Now to nutrition. I also struggle with nutrition. There is a saying that muscles are built in the kitchen, not in the gym. This means that the majority of the weight gain or muscle gain comes from food.

In Nigeria, where poverty and overpopulation settle across the country, the cost of living is pretty high. The prices of food rise almost daily. To maintain a healthy lifestyle is expensive. Very few people can afford to eat healthily. The majority just want to eat so that they can get on with their day. Thankfully, I have someone to share the burden of the high cost with. We split the bill and buy things in bulk.

There is also the fear of eating what would harm me. I hear fitness and nutrition coaches talk about the type of foods to eat but unfortunately, some of these foods are chemically modified, they are made in the laboratory instead of on farms. I once heard that chickens no longer need to mate before reproducing eggs. Scary, right?

So while I am trying to eat to build weight, I am also conscious of the food I eat because of my health.

Lessons for getting fit with sickle cell

So far, my journey to building muscle and staying fit has been a rollercoaster. Some days are good and some days are not so good, but it's a journey so I keep going.

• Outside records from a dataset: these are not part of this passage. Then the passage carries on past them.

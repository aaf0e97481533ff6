// Errors for the whole compiler live here. Passes report problems with the
// grammar through the Session as diagnostics, and those become a
// GrammarError at the end of the stage

use rpegrt::Location;

#[derive(PartialEq, Eq, Clone, Copy, Debug)]
pub enum Severity {
    Error,
    Warning,
    Info,
}

#[derive(PartialEq, Clone, Debug)]
pub struct Diagnostic {
    pub severity: Severity,
    /// The stage that was running when this was reported
    pub stage: String,
    pub message: String,
    pub location: Option<Location>,
}
impl std::fmt::Display for Diagnostic {
    fn fmt(&self, f: &mut std::fmt::Formatter) -> std::fmt::Result {
        let label = match self.severity {
            Severity::Error => "ERROR",
            Severity::Warning => "WARNING",
            Severity::Info => "INFO",
        };
        match &self.location {
            Some(location) => write!(f, "[{}] {}: {}", label, location.start, self.message),
            None => write!(f, "[{}] {}", label, self.message),
        }
    }
}

/// Everything wrong with the grammar that one stage found
#[derive(PartialEq, Clone, Debug)]
pub struct GrammarError {
    pub stage: String,
    pub diagnostics: Vec<Diagnostic>,
}
impl std::fmt::Display for GrammarError {
    fn fmt(&self, f: &mut std::fmt::Formatter) -> std::fmt::Result {
        write!(f, "stage {} failed:", self.stage)?;
        for diagnostic in &self.diagnostics {
            write!(f, "\n{}", diagnostic)?;
        }
        Ok(())
    }
}
impl std::error::Error for GrammarError {}

#[derive(PartialEq, Clone, Debug)]
pub enum CompileError {
    /// A grammar needs at least one rule, if only to start from
    EmptyGrammar,
    UnknownStartRule(String),
    Grammar(GrammarError),
    /// A pass gave up for reasons of its own
    Pass(String),
    /// Every stage ran but none of them produced code
    NoOutput,
}
impl std::fmt::Display for CompileError {
    fn fmt(&self, f: &mut std::fmt::Formatter) -> std::fmt::Result {
        use CompileError::*;
        match self {
            EmptyGrammar => write!(f, "[ERROR] grammar has no rules"),
            UnknownStartRule(rule) => write!(f, "[ERROR] unknown start rule \"{}\"", rule),
            Grammar(err) => write!(f, "{}", err),
            Pass(message) => write!(f, "[ERROR] {}", message),
            NoOutput => write!(f, "[ERROR] no pass generated any code"),
        }
    }
}
// All relevant details in Display and Debug
impl std::error::Error for CompileError {}
impl From<GrammarError> for CompileError {
    fn from(err: GrammarError) -> Self {
        CompileError::Grammar(err)
    }
}
const THROW_FURTHEST_FAILURE: &str = r#"throw peg$buildStructuredError(
  peg$maxFailExpected,
  peg$maxFailPos < input.length ? input.charAt(peg$maxFailPos) : null,
  peg$maxFailPos < input.length
    ? peg$computeLocation(peg$maxFailPos, peg$maxFailPos + 1)
    : peg$computeLocation(peg$maxFailPos, peg$maxFailPos)
);"#;

fn syntax_error_class() -> String {
    SYNTAX_ERROR
        .replace("%LITERAL%", Expectation::literal("", false).tag())
        .replace("%CLASS%", Expectation::class(vec![], false, false).tag())
        .replace("%ANY%", Expectation::any().tag())
        .replace("%END%", Expectation::end().tag())
}

fn default_tracer_class() -> String {
    DEFAULT_TRACER
        .replace("%ENTER%", EventKind::Enter.as_str())
        .replace("%MATCH%", EventKind::Match.as_str())
        .replace("%FAIL%", EventKind::Fail.as_str())
}

/// `peg$tracer.trace({ type: ..., rule: ..., location: ... });`
fn trace_call(kind: EventKind, rule: &str, start: &Ref, end: &Ref, result: Option<&Ref>) -> String {
    let mut fields = vec![
        format!("type: {}", js::string_literal(kind.as_str())),
        format!("rule: {}", js::string_literal(rule)),
    ];
    if let Some(result) = result {
        fields.push(format!("result: {}", result));
    }
    let location = Ref::new("peg$computeLocation").call(&[start, end]);
    fields.push(format!("location: {}", location));
    let event = format!("{{ {} }}", fields.join(", "));
    format!("{};", Ref::new(format!("{}.trace", tracer())).call(&[&event]))
}

struct Generator<'g> {
    expectations: &'g IndexSet<Expectation>,
    trace: bool,
    /// registers (s0, s1, ...) used so far by the rule being generated
    registers: usize,
}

It is impossible to wrap up without sharing with you some of the lessons I've learned so far:

1. Set your own fitness goal

Only you know what you want. Just be real with yourself. What do you really want?

I asked myself that question and I realized that what I wanted was to be bigger than I am now. It is okay if you like your body now and you just want to stay fit or you want to lose some fat. That's fine. Just make sure that the fitness goal you're setting is one that you want for yourself.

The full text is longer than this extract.